Snack shack, sadly closed.

Welcome to glorious South Yarmouth, Massachusetts, a Cape Cod town which is more or less perfectly-situated. You don't want to be too close to Bourne. If the Cape is shaped like a bent arm (and it is...I just checked), Bourne is right at the shoulder-joint that connects it to the rest of Massachusetts. As the border town that all the Summer People have to drive through on the way to their cottages, it's an excellent place to get three things: outlet-store shoes, an overpriced meal from a nationally-franchised family restaurant, and looks of unvarnished hatred from the year-round residents, who want the Summer People to drive halfway around the Bourne Rotary, toss their wallets and purses out into the safety island, and then keep right on going until they find themselves back on Route 3 and headed towards Boston again. Unless you're interested in any of that stuff, keep on driving.

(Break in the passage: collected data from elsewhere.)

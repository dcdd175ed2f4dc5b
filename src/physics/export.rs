//! # 估算结果 CSV 读写
//!
//! 每颗行星一行；空范围写为空单元格。读取用于温度对比图。
//!
//! ## 依赖关系
//! - 被 `commands/estimate.rs`, `commands/compare.rs` 调用
//! - 使用 `csv` + `serde`

use crate::error::{ExobiomaError, Result};
use crate::models::{PlanetaryEstimate, Range};

use serde::{Deserialize, Serialize};
use std::path::Path;

/// CSV 中的一行
#[derive(Debug, Clone, PartialEq, Serialize, Deserialize)]
pub struct EstimateRow {
    pub planet_name: String,
    pub min_temperature_k: Option<f64>,
    pub max_temperature_k: Option<f64>,
    pub min_pressure_bar: Option<f64>,
    pub max_pressure_bar: Option<f64>,
    pub min_xray_flux_w_m2: Option<f64>,
    pub max_xray_flux_w_m2: Option<f64>,
    pub min_uv_flux_w_m2: Option<f64>,
    pub max_uv_flux_w_m2: Option<f64>,
    pub equilibrium_temperature_k: Option<f64>,
    pub scale_height_km: Option<f64>,
}

fn split(range: Option<Range>) -> (Option<f64>, Option<f64>) {
    match range {
        Some(r) => (Some(r.min), Some(r.max)),
        None => (None, None),
    }
}

fn join(min: Option<f64>, max: Option<f64>) -> Option<Range> {
    match (min, max) {
        (Some(min), Some(max)) => Some(Range::new(min, max)),
        _ => None,
    }
}

impl From<&PlanetaryEstimate> for EstimateRow {
    fn from(e: &PlanetaryEstimate) -> Self {
        let (min_temperature_k, max_temperature_k) = split(e.temperature_k);
        let (min_pressure_bar, max_pressure_bar) = split(e.pressure_bar);
        let (min_xray_flux_w_m2, max_xray_flux_w_m2) = split(e.xray_flux);
        let (min_uv_flux_w_m2, max_uv_flux_w_m2) = split(e.uv_flux);
        EstimateRow {
            planet_name: e.planet_name.clone(),
            min_temperature_k,
            max_temperature_k,
            min_pressure_bar,
            max_pressure_bar,
            min_xray_flux_w_m2,
            max_xray_flux_w_m2,
            min_uv_flux_w_m2,
            max_uv_flux_w_m2,
            equilibrium_temperature_k: e.equilibrium_temperature_k,
            scale_height_km: e.scale_height_km,
        }
    }
}

impl From<EstimateRow> for PlanetaryEstimate {
    fn from(row: EstimateRow) -> Self {
        PlanetaryEstimate {
            planet_name: row.planet_name,
            temperature_k: join(row.min_temperature_k, row.max_temperature_k),
            pressure_bar: join(row.min_pressure_bar, row.max_pressure_bar),
            xray_flux: join(row.min_xray_flux_w_m2, row.max_xray_flux_w_m2),
            uv_flux: join(row.min_uv_flux_w_m2, row.max_uv_flux_w_m2),
            equilibrium_temperature_k: row.equilibrium_temperature_k,
            scale_height_km: row.scale_height_km,
        }
    }
}

/// 导出估算结果
pub fn to_csv(estimates: &[PlanetaryEstimate], output_path: &Path) -> Result<()> {
    let mut wtr = csv::Writer::from_path(output_path)?;

    for estimate in estimates {
        wtr.serialize(EstimateRow::from(estimate))?;
    }

    wtr.flush().map_err(|e| ExobiomaError::FileWriteError {
        path: output_path.display().to_string(),
        source: e,
    })?;

    Ok(())
}

/// 读取估算结果
pub fn read_csv(path: &Path) -> Result<Vec<PlanetaryEstimate>> {
    if !path.exists() {
        return Err(ExobiomaError::FileNotFound {
            path: path.display().to_string(),
        });
    }

    let mut rdr = csv::ReaderBuilder::new()
        .trim(csv::Trim::All)
        .from_path(path)?;

    let mut estimates = Vec::new();
    for row in rdr.deserialize::<EstimateRow>() {
        estimates.push(row?.into());
    }
    Ok(estimates)
}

But if your vacation spot is too near Cape Cod's "wrist," you'll wind up near the trendier, higher-rent areas. Which isn't a bad thing in and of itself; it just means that when you go out to get some ice cream, there's an excellent chance that you'll be standing in line behind someone who desperately needs to hear that his or her last movie totally sucked. In such a situation only vacationers gifted with a flawless command of self will succeed in purchasing ice cream.

[The surfline at sunset]

But South Yarmouth — located somewhere between the tricep and the elbow — is right in the "sweet spot." It's isolated enough that you can spend a tranquil day lolling and splashing on beaches that are largely free of yahoos, yet a South Yarmouth cottager is presented with plenty of opportunities to play 18 holes of pirate-themed minigolf. Both activities are equally key to a successful Cape Cod vacation.

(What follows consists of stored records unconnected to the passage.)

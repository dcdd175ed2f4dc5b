//! # 温度对比数据
//!
//! 把平衡温度与温度范围放在一起比较：
//! - 系外行星：目录中的 `pl_eqt` 对比估算得到的温度范围
//! - 太阳系：内置参考表，按温度量级分三组绘制，横轴固定
//!
//! ## 依赖关系
//! - 被 `commands/compare.rs` 构造
//! - 被 `plot/comparison.rs` 绘制

use super::{ExoplanetRecord, PlanetaryEstimate};
use crate::error::{ExobiomaError, Result};

/// 固定横轴 (K)
#[derive(Debug, Clone, Copy, PartialEq)]
pub struct TemperatureAxis {
    pub min: f64,
    pub max: f64,
    /// 刻度间隔
    pub step: f64,
}

impl TemperatureAxis {
    /// 含两端的刻度数量
    pub fn tick_count(&self) -> usize {
        ((self.max - self.min) / self.step).round() as usize + 1
    }
}

/// 一颗行星的温度对比
#[derive(Debug, Clone, PartialEq)]
pub struct TemperatureComparison {
    pub name: String,
    pub equilibrium_k: f64,
    pub min_k: f64,
    pub max_k: f64,
    /// 附加说明（压力、紫外范围等），显示在图例中
    pub notes: Vec<String>,
    /// 未设置时按数值自动确定横轴
    pub axis: Option<TemperatureAxis>,
}

impl TemperatureComparison {
    pub fn new(name: &str, equilibrium_k: f64, min_k: f64, max_k: f64) -> Self {
        TemperatureComparison {
            name: name.to_string(),
            equilibrium_k,
            min_k,
            max_k,
            notes: Vec::new(),
            axis: None,
        }
    }

    /// 横轴范围：固定轴优先，否则覆盖全部数值并两侧各留 3%
    pub fn x_range(&self) -> (f64, f64) {
        if let Some(axis) = self.axis {
            return (axis.min, axis.max);
        }
        let lo = self.min_k.min(self.max_k).min(self.equilibrium_k);
        let hi = self.min_k.max(self.max_k).max(self.equilibrium_k);
        if hi > lo {
            (lo * 0.97, hi * 1.03)
        } else {
            (lo - 1.0, hi + 1.0)
        }
    }
}

/// 太阳系参考数据：(名称, 平衡温度, 最低, 最高) K
///
/// 木星的最高值低于最低值（外层大气），保持原样。
const SOLAR_SYSTEM: [(&str, f64, f64, f64); 5] = [
    ("Venus", 227.0, 437.0, 737.0),
    ("Earth", 255.0, 184.0, 330.0),
    ("Mars", 210.0, 130.0, 308.0),
    ("Jupiter", 110.0, 165.0, 112.0),
    ("Neptune", 47.0, 55.0, 72.0),
];

/// 内置的太阳系对比表
pub fn solar_system() -> Vec<TemperatureComparison> {
    SOLAR_SYSTEM
        .iter()
        .map(|(name, eq, min, max)| TemperatureComparison::new(name, *eq, *min, *max))
        .collect()
}

/// 太阳系分组：(文件名前缀, 行星, 横轴下限, 横轴上限)
const SOLAR_SYSTEM_GROUPS: [(&str, &[&str], f64, f64); 3] = [
    ("jupiter_neptune", &["Jupiter", "Neptune"], 0.0, 200.0),
    ("earth_mars", &["Earth", "Mars"], 100.0, 400.0),
    ("venus", &["Venus"], 100.0, 800.0),
];

const SOLAR_SYSTEM_TICK_STEP: f64 = 50.0;

/// 一张对比图包含的行星
#[derive(Debug, Clone, PartialEq)]
pub struct ComparisonGroup {
    /// 输出文件名前缀
    pub stem: String,
    pub planets: Vec<TemperatureComparison>,
}

/// 太阳系参考数据按温度量级分组，每组共用固定横轴
pub fn solar_system_groups() -> Vec<ComparisonGroup> {
    let table = solar_system();
    SOLAR_SYSTEM_GROUPS
        .iter()
        .map(|(stem, names, min, max)| {
            let axis = TemperatureAxis {
                min: *min,
                max: *max,
                step: SOLAR_SYSTEM_TICK_STEP,
            };
            let planets = names
                .iter()
                .filter_map(|name| table.iter().find(|c| c.name == *name))
                .map(|c| TemperatureComparison {
                    axis: Some(axis),
                    ..c.clone()
                })
                .collect();
            ComparisonGroup {
                stem: stem.to_string(),
                planets,
            }
        })
        .collect()
}

/// 由目录与估算结果构造指定行星的对比
pub fn exoplanet_comparisons(
    names: &[String],
    catalog: &[ExoplanetRecord],
    estimates: &[PlanetaryEstimate],
) -> Result<Vec<TemperatureComparison>> {
    names
        .iter()
        .map(|name| {
            let record = catalog.iter().find(|r| r.pl_name == *name).ok_or_else(|| {
                ExobiomaError::InvalidArgument(format!("planet '{}' is not in the catalog", name))
            })?;
            let estimate = estimates
                .iter()
                .find(|e| e.planet_name == *name)
                .ok_or_else(|| {
                    ExobiomaError::InvalidArgument(format!(
                        "planet '{}' has no estimate in the results file",
                        name
                    ))
                })?;

            let eqt = record
                .pl_eqt
                .value()
                .filter(|v| v.is_finite())
                .ok_or_else(|| {
                    ExobiomaError::InvalidArgument(format!(
                        "planet '{}' has no equilibrium temperature (pl_eqt) in the catalog",
                        name
                    ))
                })?;
            let temperature = estimate.temperature_k.ok_or_else(|| {
                ExobiomaError::InvalidArgument(format!(
                    "planet '{}' has no estimated temperature range",
                    name
                ))
            })?;

            let mut comparison =
                TemperatureComparison::new(name, eqt, temperature.min, temperature.max);
            if let Some(p) = estimate.pressure_bar {
                comparison
                    .notes
                    .push(format!("Pressure: {:.2e} - {:.2e} bar", p.min, p.max));
            }
            if let Some(uv) = estimate.uv_flux {
                comparison
                    .notes
                    .push(format!("UV Radiation: {:.2e} - {:.2e}", uv.min, uv.max));
            }
            Ok(comparison)
        })
        .collect()
}
//! # 批量处理模块
//!
//! 对目录中的记录进行并行处理。
//!
//! ## 功能
//! - 并行处理，保持输入顺序
//! - 进度反馈与统计
//!
//! ## 依赖关系
//! - 被 `commands/estimate.rs` 使用
//! - 使用 `rayon` 进行并行处理
//! - 使用 `indicatif` 显示进度

pub mod runner;

pub use runner::{BatchSummary, RecordRunner};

And being in South Yarmouth means you're four miles closer to Miami. To people who've never swum in the New England edition of the Atlantic Ocean, this will seem like an insignificant detail but believe me: you can really feel the difference. The waters of the Cape's northern beaches are the perfect temperature for bobbing around in, assuming you're a casualty of the Titanic. Decomposition will slow to a crawl and good luck to any seagull who tries to mess around with your corpse. They can peck and peck and peck at your lifeless flesh but they ain't gonna so much as make a dent in it. No sir, if your body is fished out of Nobscusset Harbor, you're sittin' pretty: it'll be an open-casket funeral, no worries there.

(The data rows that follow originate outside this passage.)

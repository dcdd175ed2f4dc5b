//! # CLI 模块
//!
//! 使用 `clap` 定义命令行参数和子命令。
//!
//! ## 命令结构
//! - `match`: 极端微生物与大气剖面的可居住性匹配
//! - `estimate`: 系外行星环境估算
//! - `shell`: 宜居压力壳层
//! - `compare`: 温度范围对比图
//!
//! ## 依赖关系
//! - 被 `main.rs` 使用
//! - 子模块: habitability, estimate, shell, compare

pub mod compare;
pub mod estimate;
pub mod habitability;
pub mod shell;

use clap::{Parser, Subcommand};

/// exobioma - 行星可居住性与大气环境估算工具箱
#[derive(Parser)]
#[command(name = "exobioma")]
#[command(author = "Changjiang Wu")]
#[command(version)]
#[command(
    about = "Planetary habitability and atmospheric environment estimation toolkit",
    long_about = None
)]
#[command(propagate_version = true)]
pub struct Cli {
    #[command(subcommand)]
    pub command: Commands,
}

/// 可用的子命令
#[derive(Subcommand)]
pub enum Commands {
    /// Match extremophile tolerances against atmospheric profiles
    Match(habitability::MatchArgs),

    /// Estimate temperature, pressure and radiation ranges for exoplanets
    Estimate(estimate::EstimateArgs),

    /// Compute the life-compatible pressure shell of a planet
    Shell(shell::ShellArgs),

    /// Plot estimated temperature ranges against equilibrium temperatures
    Compare(compare::CompareArgs),
}

/// 解析单字节分隔符（支持 `\t` 与 `tab`）
pub fn parse_delimiter(input: &str) -> Result<u8, String> {
    match input {
        "\\t" | "tab" | "\t" => Ok(b'\t'),
        s if s.len() == 1 && s.is_ascii() => Ok(s.as_bytes()[0]),
        s => Err(format!(
            "Invalid delimiter '{}'. Use a single ASCII character or 'tab'",
            s
        )),
    }
}

#[cfg(test)]
mod tests {
    use super::*;
    use clap::CommandFactory;

    #[test]
    fn test_cli_definition() {
        Cli::command().debug_assert();
    }

    #[test]
    fn test_parse_delimiter() {
        assert_eq!(parse_delimiter(","), Ok(b','));
        assert_eq!(parse_delimiter(";"), Ok(b';'));
        assert_eq!(parse_delimiter("tab"), Ok(b'\t'));
        assert_eq!(parse_delimiter("\\t"), Ok(b'\t'));
        assert!(parse_delimiter(",,").is_err());
        assert!(parse_delimiter("°").is_err());
    }

    #[test]
    fn test_parse_match_command() {
        let cli = Cli::try_parse_from([
            "exobioma",
            "match",
            "atmosfere.csv",
            "estremofili.csv",
            "--no-plot",
        ])
        .unwrap();
        match cli.command {
            Commands::Match(args) => {
                assert_eq!(args.atmosphere.to_str(), Some("atmosfere.csv"));
                assert!(args.no_plot);
                assert_eq!(args.delimiter, b',');
            }
            _ => panic!("expected match"),
        }
    }

    #[test]
    fn test_parse_estimate_command() {
        let cli = Cli::try_parse_from([
            "exobioma",
            "estimate",
            "database230-430.txt",
            "--seed",
            "42",
            "--jobs",
            "2",
        ])
        .unwrap();
        match cli.command {
            Commands::Estimate(args) => {
                assert_eq!(args.seed, Some(42));
                assert_eq!(args.jobs, 2);
                assert_eq!(args.delimiter, b'\t');
                assert_eq!(args.samples, 1000);
            }
            _ => panic!("expected estimate"),
        }
    }

    #[test]
    fn test_compare_requires_mode() {
        assert!(Cli::try_parse_from(["exobioma", "compare"]).is_err());
        assert!(Cli::try_parse_from(["exobioma", "compare", "--solar-system"]).is_ok());
        assert!(Cli::try_parse_from([
            "exobioma",
            "compare",
            "--solar-system",
            "--output-dir",
            "figs",
            "--format",
            "svg",
        ])
        .is_ok());
        assert!(
            Cli::try_parse_from(["exobioma", "compare", "--solar-system", "-o", "x.png"]).is_err()
        );
        assert!(Cli::try_parse_from([
            "exobioma",
            "compare",
            "--catalog",
            "db.txt",
            "--planets",
            "Proxima Cen b,TOI-715 b",
        ])
        .is_ok());
    }
}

Swimmers who are still fairly ambitious about converting oxygen into carbon dioxide will prefer the sultry, Latin-influenced waters of Menauhant and Popponesset. Here, the sea's cool enough to make you appreciate the wonderful difference between an actual Ocean and a Holiday Inn swimming pool, but it doesn't get all in your face about it. Nantucket Sound — unlike Cape Cod Bay — makes its point and then lets you enjoy the rest of the afternoon. I don't know...maybe the Bay has insecurity issues or something. It's not a pretty thing, I'll tell you that much.

Seaweed at the shoreline.

So I spent the morning with 2/3rds of my current inventory of nephews. It's been a while since I've written on the subject of Uncling, so why don't I take time to impart a some more advice to those of you who are just getting your feet wet in the field. The advice comes in the form of something I shouted to the kids as they played in the water:

"Boys, if you're going to chuck seaweed at each other, I want you to move away from those other people over there, okay?"

Honestly, if you break down and understand this directive, you're well on your way to becoming a capable Uncle. Yes, the subject of Chucking Things At Each Other is treacherous, treacherous territory and should generally be frowned upon. But like a good circuit judge, you should gather data and make your pronouncements only after due deliberation and reflection. The first question: "Is the chucked item capable of inflicting injury?" No; they were wet, sloppy, sticky clumps of seaweed, and I proudly noted that both kids were aiming for the torso, not the head. Thus the ultimate goal was clearly not to inflict physical harm but to gross the sibling out. Personally, I believe that this sort of thing builds character and lays the groundwork for basic skills that will come in handy as the kid stumbles onward towards adulthood.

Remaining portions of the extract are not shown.